EX-99.9 10 materialchange.htm MATERIAL CHANGE REPORT DATED OCTOBER 22, 2010 MD Filed by Filing Services Canada Inc.  (403) 717-3898



FORM 51-102F3
MATERIAL CHANGE REPORT

Item 1

Name and Address of Company

PLATINUM GROUP METALS LTD. (the “Platinum Group” or the “Company”)

328 – 550 Burrard Street
Vancouver BC, V6C 2B5

Item 2

Date of Material Change

October 22, 2010

Item 3

News Release

The news release dated October 22, 2010 was disseminated through Marketwire.

Item 4

Summary of Material Change

Platinum Group closed its previously announced  $125,050,000 Bought Deal Financing.

Item 5

Full Description of Material Change

5.1

Full Description of Material Change

Platinum Group closed its previously announced bought deal equity financing of 61,000,000 common shares at a price of Cdn$2.05 per share for aggregate gross proceeds to the Company of Cdn$125,050,000 (the “Offering”).  BMO Capital Markets, GMP Securities L.P. and RBC Capital Markets were joint bookrunners in a syndicate that included Raymond James Ltd. and Stifel Nicolaus Canada Inc. (collectively, the “Underwriters”).

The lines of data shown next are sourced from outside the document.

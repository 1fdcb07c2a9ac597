//! Secrets distribution to the decentralized oracle network (DON).
//!
//! # Data Flow
//! ```text
//! SecretsBundle (plaintext, never persisted or logged)
//!     → encrypt.rs (signer + DON id bound AES-256-GCM)
//!     → publish.rs
//!         direct: ciphertext → DON gateways (slot id + expiration, version out)
//!         indirect: ciphertext JSON → blob store → reference URL → encrypted URL
//!     → record.rs (durable DistributionRecord for idempotent reuse)
//! ```
//!
//! # Design Decisions
//! - No internal retries: publishing failures surface as PublishFailed and
//!   the pipeline is restart-safe from the encryption step
//! - The persisted record is the idempotency boundary; a fresh record is
//!   consumed instead of re-running encryption and publishing

pub mod bundle;
pub mod encrypt;
pub mod pipeline;
pub mod publish;
pub mod record;

pub use bundle::{EncryptedSecrets, SecretsBundle};
pub use encrypt::SecretsCipher;
pub use pipeline::{DirectUploadOptions, PipelineStage, SecretsPipeline};
pub use publish::{BlobStore, GatewayAck, GatewayUploadRequest, GistStore, HttpGateway, SecretsGateway};
pub use record::DistributionRecord;

use thiserror::Error;

/// Errors from the secrets distribution pipeline.
#[derive(Debug, Error)]
pub enum SecretsError {
    /// Encrypting the bundle or the reference URLs failed.
    #[error("secrets encryption failed: {0}")]
    Encrypt(String),

    /// A gateway or blob store rejected the publish, including negative
    /// acknowledgements on an otherwise successful HTTP exchange.
    #[error("secrets publish failed: {0}")]
    PublishFailed(String),

    /// The durable distribution record could not be written or read.
    #[error("distribution record error: {0}")]
    Record(String),
}
//! Contract configuration validation.
//!
//! # Responsibilities
//! - Reject configurations carrying any "unconfigured" sentinel before a
//!   transaction is ever built
//! - Name the offending field (fail-fast: first failure wins)
//!
//! # Design Decisions
//! - Pure function: GiftContractConfig → Result<(), ValidationError>
//! - Runs once, immediately before first use; configs are immutable values

use alloy::primitives::Address;
use thiserror::Error;

use crate::config::schema::{GiftContractConfig, SecretsReference, UNCONFIGURED_SLOT, UNCONFIGURED_U64};

/// A configuration field held its unconfigured sentinel.
#[derive(Debug, Clone, Copy, PartialEq, Eq, Error)]
#[error("{field} is not configured")]
pub struct ValidationError {
    pub field: &'static str,
}

/// Validate a contract configuration for use, naming the first field that
/// still holds its sentinel.
pub fn validate_contract_config(config: &GiftContractConfig) -> Result<(), ValidationError> {
    if config.contract_address == Address::ZERO {
        return Err(ValidationError {
            field: "contract address",
        });
    }

    match &config.secrets {
        SecretsReference::DonHosted { slot_id, version } => {
            if *slot_id == UNCONFIGURED_SLOT {
                return Err(ValidationError {
                    field: "DON hosted secrets slot ID",
                });
            }
            if *version == UNCONFIGURED_U64 || *version == 0 {
                return Err(ValidationError {
                    field: "DON hosted secrets version",
                });
            }
        }
        SecretsReference::EncryptedUrls(bytes) => {
            if bytes.is_empty() {
                return Err(ValidationError {
                    field: "encrypted secrets URLs",
                });
            }
        }
    }

    if config.subscription_id == UNCONFIGURED_U64 || config.subscription_id == 0 {
        return Err(ValidationError {
            field: "subscription ID",
        });
    }

    Ok(())
}
//! Durable distribution records.
//!
//! The persisted JSON uses string-encoded fields and the exact key names the
//! deployment tooling expects, so the file can be consumed by scripts as
//! well as by this process.

use serde::{Deserialize, Serialize};
use std::path::Path;
use std::time::{Duration, SystemTime};

use crate::secrets::SecretsError;

/// The durable artifact of one secrets distribution run.
#[derive(Debug, Clone, PartialEq, Eq, Serialize, Deserialize)]
#[serde(untagged)]
pub enum DistributionRecord {
    /// Direct DON upload: addressable slot plus monotonically increasing
    /// version.
    DonHosted {
        #[serde(rename = "donHostedSecretsVersion")]
        version: String,
        #[serde(rename = "slotId")]
        slot_id: String,
        #[serde(rename = "expirationTimeMinutes")]
        expiration_minutes: String,
    },
    /// Indirect strategy: encrypted reference URL, hex-encoded.
    UrlReference {
        #[serde(rename = "encryptedSecretsUrls")]
        encrypted_urls: String,
    },
}

impl DistributionRecord {
    pub fn don_hosted(version: u64, slot_id: u8, expiration_minutes: u64) -> Self {
        Self::DonHosted {
            version: version.to_string(),
            slot_id: slot_id.to_string(),
            expiration_minutes: expiration_minutes.to_string(),
        }
    }

    pub fn url_reference(encrypted_urls: &[u8]) -> Self {
        Self::UrlReference {
            encrypted_urls: format!("0x{}", hex::encode(encrypted_urls)),
        }
    }

    /// Persist the record wholesale.
    pub fn save(&self, path: &Path) -> Result<(), SecretsError> {
        let json =
            serde_json::to_string_pretty(self).map_err(|e| SecretsError::Record(e.to_string()))?;
        std::fs::write(path, json).map_err(|e| SecretsError::Record(e.to_string()))
    }

    /// Load a previously persisted record. `Ok(None)` when no file exists.
    pub fn load(path: &Path) -> Result<Option<Self>, SecretsError> {
        if !path.exists() {
            return Ok(None);
        }
        let raw = std::fs::read_to_string(path).map_err(|e| SecretsError::Record(e.to_string()))?;
        let record = serde_json::from_str(&raw).map_err(|e| SecretsError::Record(e.to_string()))?;
        Ok(Some(record))
    }

    /// Load the record only if it is still usable.
    ///
    /// Direct-upload records expire `expirationTimeMinutes` after they were
    /// written (judged from the file's modification time); URL references do
    /// not expire. Any read or parse problem is treated as "no record".
    pub fn load_fresh(path: &Path) -> Option<Self> {
        let record = Self::load(path).ok().flatten()?;
        match &record {
            Self::UrlReference { .. } => Some(record),
            Self::DonHosted {
                expiration_minutes, ..
            } => {
                let minutes: u64 = expiration_minutes.parse().ok()?;
                let written = std::fs::metadata(path).ok()?.modified().ok()?;
                let age = SystemTime::now().duration_since(written).ok()?;
                if age < Duration::from_secs(minutes * 60) {
                    Some(record)
                } else {
                    None
                }
            }
        }
    }
}

#[cfg(test)]
mod tests {
    use super::*;
    use std::path::PathBuf;

    #[test]
    fn don_hosted_record_uses_string_fields() {
        let record = DistributionRecord::don_hosted(7, 0, 1440);
        let json: serde_json::Value = serde_json::to_value(&record).unwrap();
        assert_eq!(json["donHostedSecretsVersion"], "7");
        assert_eq!(json["slotId"], "0");
        assert_eq!(json["expirationTimeMinutes"], "1440");
    }

    #[test]
    fn save_load_round_trip() {
        let path = PathBuf::from("test_record_round_trip.json");
        let record = DistributionRecord::don_hosted(12, 3, 60);
        record.save(&path).unwrap();

        let loaded = DistributionRecord::load(&path).unwrap().unwrap();
        assert_eq!(loaded, record);

        std::fs::remove_file(&path).unwrap_or_default();
    }

    #[test]
    fn missing_file_is_none() {
        assert!(DistributionRecord::load(Path::new("does_not_exist.json"))
            .unwrap()
            .is_none());
    }

    #[test]
    fn fresh_record_is_reusable() {
        let path = PathBuf::from("test_record_fresh.json");
        DistributionRecord::don_hosted(7, 0, 1440)
            .save(&path)
            .unwrap();

        // Just written: well inside its 1440 minute lifetime.
        assert!(DistributionRecord::load_fresh(&path).is_some());

        std::fs::remove_file(&path).unwrap_or_default();
    }

    #[test]
    fn zero_expiration_record_is_never_fresh() {
        let path = PathBuf::from("test_record_expired.json");
        DistributionRecord::don_hosted(7, 0, 0).save(&path).unwrap();

        assert!(DistributionRecord::load_fresh(&path).is_none());

        std::fs::remove_file(&path).unwrap_or_default();
    }

    #[test]
    fn url_reference_round_trip() {
        let record = DistributionRecord::url_reference(&[0xaa, 0xbb]);
        let json: serde_json::Value = serde_json::to_value(&record).unwrap();
        assert_eq!(json["encryptedSecretsUrls"], "0xaabb");

        let back: DistributionRecord = serde_json::from_value(json).unwrap();
        assert_eq!(back, record);
    }
}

The Company intends to use approximately Cdn$60.1 million of the net proceeds of the Offering as a payment to a subsidiary of Platinum Group in connection with the shareholders agreement with Wesizwe Platinum to increase the Company’s interest in Project 1 and Project 3 located in the Western Bushveld Complex of South Africa (the “WBJV Project”) from 54.75% to 74%.  Of the remaining net proceeds of the Offering, approximately Cdn$47.77 million will be applied against the Company’s 74% share of an initial Cdn$64.56 million development programme for Project 1 and approximately Cdn$10 million will be reserved for general working capital purposes.

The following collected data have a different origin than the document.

//! Fixed-Point Helpers
//!
//! Token amounts are integers scaled by 10^18. Cumulative prices use a
//! binary fixed-point (Q112) encoding so that `reserve_out / reserve_in` can
//! be integrated over time without losing the fractional part.

use primitive_types::U256;

/// Number of decimals used for every token amount
pub const DECIMALS: usize = 18;

/// Fractional bits of the Q-format used by the price accumulators
pub const Q_RESOLUTION: usize = 112;

/// 10^18
pub fn wad() -> U256 {
    U256::exp10(DECIMALS)
}

/// Scale a whole token amount to 18 decimals
pub fn expand_to_18_decimals(tokens: u64) -> U256 {
    U256::from(tokens) * wad()
}

/// Scale a fractional token amount to 18 decimals.
///
/// Keeps 9 decimals of the float; the remaining digits are zero.
pub fn expand_f64_to_18_decimals(tokens: f64) -> U256 {
    if !tokens.is_finite() || tokens <= 0.0 {
        return U256::zero();
    }
    let nano = (tokens * 1e9).round();
    if nano >= u128::MAX as f64 {
        return U256::max_value();
    }
    U256::from(nano as u128) * U256::exp10(DECIMALS - 9)
}

/// Convert an 18-decimal amount back to a float (for charts and summaries only)
pub fn contract_18_decimals_to_f64(amount: U256) -> f64 {
    let (whole, fraction) = amount.div_mod(wad());
    u256_to_f64(whole) + fraction.low_u64() as f64 / 1e18
}

/// Lossy conversion of a U256 to f64
pub fn u256_to_f64(value: U256) -> f64 {
    value
        .0
        .iter()
        .rev()
        .fold(0.0, |acc, limb| acc * 18_446_744_073_709_551_616.0 + *limb as f64)
}

/// Encode an integer as Q112
pub fn q_encode(x: U256) -> U256 {
    x << Q_RESOLUTION
}

/// Decode a Q112 value, truncating the fraction
pub fn q_decode(x: U256) -> U256 {
    x >> Q_RESOLUTION
}

/// Integer square root (Babylonian method), floor of the real root
pub fn sqrt(y: u64) -> u64 {
    if y > 3 {
        let mut z = y;
        let mut x = y / 2 + 1;
        while x < z {
            z = x;
            x = (y / x + x) / 2;
        }
        z
    } else if y != 0 {
        1
    } else {
        0
    }
}

/// Serde adapter writing U256 as a decimal string
pub mod u256_dec {
    use primitive_types::U256;
    use serde::{de::Error, Deserialize, Deserializer, Serializer};

    pub fn serialize<S: Serializer>(value: &U256, serializer: S) -> Result<S::Ok, S::Error> {
        serializer.collect_str(value)
    }

    pub fn deserialize<'de, D: Deserializer<'de>>(deserializer: D) -> Result<U256, D::Error> {
        let s = String::deserialize(deserializer)?;
        U256::from_dec_str(s.trim()).map_err(|e| D::Error::custom(format!("invalid amount {s:?}: {e:?}")))
    }
}

/// Serde adapter for `Option<U256>` as an optional decimal string
pub mod u256_dec_opt {
    use primitive_types::U256;
    use serde::{de::Error, Deserialize, Deserializer, Serializer};

    pub fn serialize<S: Serializer>(value: &Option<U256>, serializer: S) -> Result<S::Ok, S::Error> {
        match value {
            Some(v) => serializer.collect_str(v),
            None => serializer.serialize_none(),
        }
    }

    pub fn deserialize<'de, D: Deserializer<'de>>(deserializer: D) -> Result<Option<U256>, D::Error> {
        let s: Option<String> = Option::deserialize(deserializer)?;
        s.map(|s| {
            U256::from_dec_str(s.trim()).map_err(|e| D::Error::custom(format!("invalid amount {s:?}: {e:?}")))
        })
        .transpose()
    }
}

The common shares were offered by way of a short form prospectus filed in all of the Provinces of Canada, other than Québec, and in the United States on a private placement basis pursuant to an exemption from the registration requirements of the United States Securities Act of 1933, as amended (the “U.S. Securities Act”).  The Company has granted the Underwriters an option, exercisable for 30 days from the closing of the Offering, to purchase up to an additional 15% of the common shares at the issue price to cover overallotments and for market stabilization purposes.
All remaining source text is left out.